Work item :: Search the data below for the string "usize". Extract every line that contains it.

Available data ::
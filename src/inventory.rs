// Copyright 2026 loopd contributors
//
// Licensed under the Apache License, Version 2.0 (the "License");
// you may not use this file except in compliance with the License.
// You may obtain a copy of the License at
//
//     http://www.apache.org/licenses/LICENSE-2.0
//
// Unless required by applicable law or agreed to in writing, software
// distributed under the License is distributed on an "AS IS" BASIS,
// WITHOUT WARRANTIES OR CONDITIONS OF ANY KIND, either express or implied.
// See the License for the specific language governing permissions and
// limitations under the License.

//! Inventory Reconciler (spec.md §4.A, Component A): pulls device/interface
//! group membership from the Zabbix JSON-RPC API and folds it into the
//! live [`DeviceMap`].
//!
//! Grounded on `examples/original_source/include/zbx_api.h`'s
//! `api_session` (session-token JSON-RPC client) and `device.cpp`'s
//! `update_devices`/`parse_zbxdata` (group lookup, delete-mark sweep,
//! per-host community macro resolution). `api_session` there hand-rolls
//! JSON traversal over `frozen`; here `reqwest` + `serde_json` (the
//! teacher's own HTTP/JSON stack) do the same job.

use std::path::Path;

use serde_json::{json, Value};
use tracing::{info, warn};

use crate::config::Config;
use crate::error::{Error, Result};
use crate::model::{Device, DeviceMap};

/// A thin session wrapper around Zabbix's JSON-RPC `user.login` / `host.get`
/// / `user.logout` calls (spec.md §4.A).
pub struct ZabbixClient {
    http: reqwest::Client,
    api_url: String,
    username: String,
    password: String,
    token: Option<String>,
    next_id: u64,
}

impl ZabbixClient {
    pub fn new(api_url: impl Into<String>, username: impl Into<String>, password: impl Into<String>) -> Self {
        ZabbixClient {
            http: reqwest::Client::new(),
            api_url: api_url.into(),
            username: username.into(),
            password: password.into(),
            token: None,
            next_id: 1,
        }
    }

    async fn call(&mut self, method: &str, params: Value) -> Result<Value> {
        let id = self.next_id;
        self.next_id += 1;

        let mut body = json!({
            "jsonrpc": "2.0",
            "method": method,
            "params": params,
            "id": id,
        });
        if let (Some(token), Some(map)) = (&self.token, body.as_object_mut()) {
            map.insert("auth".to_string(), json!(token));
        }

        let resp: Value = self
            .http
            .post(&self.api_url)
            .json(&body)
            .send()
            .await
            .map_err(|e| Error::InventoryFetch(format!("{method}: request failed: {e}")))?
            .json()
            .await
            .map_err(|e| Error::InventoryFetch(format!("{method}: bad JSON response: {e}")))?;

        if let Some(err) = resp.get("error") {
            return Err(Error::InventoryFetch(format!("{method}: API error: {err}")));
        }
        resp.get("result")
            .cloned()
            .ok_or_else(|| Error::InventoryFetch(format!("{method}: response missing 'result'")))
    }

    /// Authenticates and stores the session token used by subsequent calls.
    pub async fn login(&mut self) -> Result<()> {
        let result = self
            .call(
                "user.login",
                json!({ "username": self.username, "password": self.password }),
            )
            .await?;
        let token = result
            .as_str()
            .ok_or_else(|| Error::InventoryFetch("user.login: result was not a string".into()))?
            .to_string();
        self.token = Some(token);
        Ok(())
    }

    /// Best-effort session teardown; errors are logged, not propagated,
    /// matching the original's fire-and-forget shutdown.
    pub async fn logout(&mut self) {
        if self.token.is_none() {
            return;
        }
        if let Err(e) = self.call("user.logout", json!({})).await {
            warn!("zabbix logout failed: {e}");
        }
        self.token = None;
    }

    pub async fn groupid_by_name(&mut self, name: &str) -> Result<String> {
        let result = self
            .call("hostgroup.get", json!({ "filter": { "name": [name] }, "output": ["groupid"] }))
            .await?;
        result
            .as_array()
            .and_then(|arr| arr.first())
            .and_then(|o| o.get("groupid"))
            .and_then(Value::as_str)
            .map(str::to_string)
            .ok_or_else(|| Error::InventoryFetch(format!("host group '{name}' not found")))
    }

    /// `host.get` for one group ID, with macros and interfaces selected
    /// (spec.md §4.A `{$SNMP_COMMUNITY}` lookup and §6's "poll address is
    /// the host's SNMP-type interface IP" contract).
    pub async fn hosts_in_group(&mut self, groupid: &str) -> Result<Vec<ZbxHost>> {
        let result = self
            .call(
                "host.get",
                json!({
                    "groupids": [groupid],
                    "output": ["host", "name"],
                    "selectMacros": ["macro", "value"],
                    "selectInterfaces": ["ip", "type"],
                }),
            )
            .await?;
        let arr = result
            .as_array()
            .ok_or_else(|| Error::InventoryFetch("host.get: result was not an array".into()))?;

        Ok(arr.iter().filter_map(parse_zbx_host).collect())
    }
}

/// Zabbix interface type for an SNMP agent interface (1=agent, 2=SNMP,
/// 3=IPMI, 4=JMX).
const ZBX_INTERFACE_TYPE_SNMP: i64 = 2;

/// One device as reported by Zabbix, before community resolution.
///
/// `host` is the address this daemon actually polls: spec.md §6 requires
/// it to be the IP of the host's SNMP-type interface, not Zabbix's
/// technical hostname (the two commonly differ).
pub struct ZbxHost {
    pub host: String,
    pub name: String,
    pub community: Option<String>,
}

fn interface_type(entry: &Value) -> Option<i64> {
    entry.get("type").and_then(|t| t.as_i64().or_else(|| t.as_str().and_then(|s| s.parse().ok())))
}

/// Resolves the IP of a host's SNMP-type interface out of
/// `selectInterfaces`. Returns `None` if the host has no SNMP interface,
/// which means it cannot be polled and is skipped entirely.
fn snmp_interface_ip(entry: &Value) -> Option<String> {
    entry
        .get("interfaces")?
        .as_array()?
        .iter()
        .find(|iface| interface_type(iface) == Some(ZBX_INTERFACE_TYPE_SNMP))
        .and_then(|iface| iface.get("ip"))
        .and_then(Value::as_str)
        .map(str::to_string)
}

fn parse_zbx_host(entry: &Value) -> Option<ZbxHost> {
    let host = snmp_interface_ip(entry)?;
    let name = entry.get("name")?.as_str()?.to_string();
    let community = entry
        .get("macros")
        .and_then(Value::as_array)
        .and_then(|macros| {
            macros.iter().find(|m| m.get("macro").and_then(Value::as_str) == Some("{$SNMP_COMMUNITY}"))
        })
        .and_then(|m| m.get("value"))
        .and_then(Value::as_str)
        .map(str::to_string);

    Some(ZbxHost { host, name, community })
}

/// Outcome of one reconciliation pass (spec.md §4.A), logged by the caller.
#[derive(Debug, Default, Clone, Copy)]
pub struct ReconcileStats {
    pub added: usize,
    pub updated: usize,
    pub marked_for_deletion: usize,
}

/// Folds freshly-fetched Zabbix inventory into the live device map:
/// mark-all, add-or-refresh-on-sight, unmarked entries are left marked
/// for the Main Controller to sweep (spec.md §4.A, §4.F).
///
/// Grounded on `device.cpp::update_devices`/`parse_zbxdata`: delete-mark
/// every known device first, then clear the mark on every host reported
/// this pass, creating new [`Device`] records (and their data directory)
/// for hosts never seen before.
pub fn reconcile(devices: &mut DeviceMap, hosts: Vec<ZbxHost>, default_community: &str, datadir: &Path) -> Result<ReconcileStats> {
    let mut stats = ReconcileStats::default();
    for dev in devices.values_mut() {
        dev.delete_mark = true;
    }

    for zbx in hosts {
        let community = zbx.community.unwrap_or_else(|| default_community.to_string());

        match devices.get_mut(&zbx.host) {
            Some(existing) => {
                if existing.name != zbx.name || existing.community != community {
                    info!(host = %zbx.host, name = %zbx.name, "device updated");
                    stats.updated += 1;
                }
                existing.name = zbx.name;
                existing.community = community;
                existing.delete_mark = false;
            }
            None => {
                let devdir = datadir.join(&zbx.host);
                std::fs::create_dir(&devdir).or_else(|e| {
                    if e.kind() == std::io::ErrorKind::AlreadyExists {
                        Ok(())
                    } else {
                        Err(Error::FsProvision { path: devdir.display().to_string(), source: e })
                    }
                })?;
                info!(host = %zbx.host, name = %zbx.name, community = %community, "device added");
                devices.insert(zbx.host.clone(), Device::new(zbx.host.clone(), zbx.name, community, devdir));
                stats.added += 1;
            }
        }
    }

    stats.marked_for_deletion = devices.values().filter(|d| d.delete_mark).count();
    Ok(stats)
}

/// Runs one full reconciliation cycle against the configured device
/// groups (spec.md §4.A `update_devices`): login, walk each group,
/// reconcile, logout.
pub async fn run_cycle(devices: &mut DeviceMap, cfg: &Config) -> Result<ReconcileStats> {
    let mut client = ZabbixClient::new(&cfg.zabbix.api_url, &cfg.zabbix.username, &cfg.zabbix.password);
    client.login().await?;

    let mut all_hosts = Vec::new();
    let result: Result<()> = async {
        for group in &cfg.devgroups {
            let groupid = client.groupid_by_name(group).await?;
            all_hosts.extend(client.hosts_in_group(&groupid).await?);
        }
        Ok(())
    }
    .await;

    client.logout().await;
    result?;

    reconcile(devices, all_hosts, &cfg.snmp.default_community, Path::new(&cfg.datadir))
}

#[cfg(test)]
mod tests {
    use super::*;
    use std::path::PathBuf;
    use tempfile::tempdir;

    #[test]
    fn reconcile_adds_new_host_and_creates_directory() {
        let mut devices = DeviceMap::new();
        let datadir = tempdir().unwrap();
        let hosts = vec![ZbxHost { host: "10.0.0.5".into(), name: "sw5".into(), community: None }];

        let stats = reconcile(&mut devices, hosts, "public", datadir.path()).unwrap();

        assert_eq!(stats.added, 1);
        assert!(devices.contains_key("10.0.0.5"));
        assert_eq!(devices["10.0.0.5"].community, "public");
        assert!(datadir.path().join("10.0.0.5").is_dir());
    }

    #[test]
    fn reconcile_marks_missing_hosts_for_deletion() {
        let mut devices = DeviceMap::new();
        devices.insert("10.0.0.9".into(), Device::new("10.0.0.9", "old", "public", PathBuf::new()));
        let datadir = tempdir().unwrap();

        let stats = reconcile(&mut devices, vec![], "public", datadir.path()).unwrap();

        assert_eq!(stats.marked_for_deletion, 1);
        assert!(devices["10.0.0.9"].delete_mark);
    }

    #[test]
    fn reconcile_resighting_clears_delete_mark() {
        let mut devices = DeviceMap::new();
        let mut existing = Device::new("10.0.0.9", "old", "public", PathBuf::new());
        existing.delete_mark = true;
        devices.insert("10.0.0.9".into(), existing);
        let datadir = tempdir().unwrap();
        let hosts = vec![ZbxHost { host: "10.0.0.9".into(), name: "old".into(), community: None }];

        reconcile(&mut devices, hosts, "public", datadir.path()).unwrap();

        assert!(!devices["10.0.0.9"].delete_mark);
    }

    #[test]
    fn parse_zbx_host_resolves_community_macro() {
        let entry = json!({
            "host": "switch1.corp.example.com",
            "name": "switch1",
            "macros": [{ "macro": "{$SNMP_COMMUNITY}", "value": "priv8" }],
            "interfaces": [{ "ip": "10.0.0.1", "type": "2" }],
        });
        let host = parse_zbx_host(&entry).unwrap();
        assert_eq!(host.community.as_deref(), Some("priv8"));
        assert_eq!(host.host, "10.0.0.1");
    }

    #[test]
    fn parse_zbx_host_uses_snmp_interface_ip_not_technical_host() {
        let entry = json!({
            "host": "switch1.corp.example.com",
            "name": "switch1",
            "interfaces": [
                { "ip": "192.168.1.1", "type": "1" },
                { "ip": "10.0.0.1", "type": 2 },
            ],
        });
        let host = parse_zbx_host(&entry).unwrap();
        assert_eq!(host.host, "10.0.0.1");
    }

    #[test]
    fn parse_zbx_host_skips_hosts_without_an_snmp_interface() {
        let entry = json!({
            "host": "switch1.corp.example.com",
            "name": "switch1",
            "interfaces": [{ "ip": "192.168.1.1", "type": "1" }],
        });
        assert!(parse_zbx_host(&entry).is_none());
    }
}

Task response ::
    pub added: usize,
    pub updated: usize,
    pub marked_for_deletion: usize,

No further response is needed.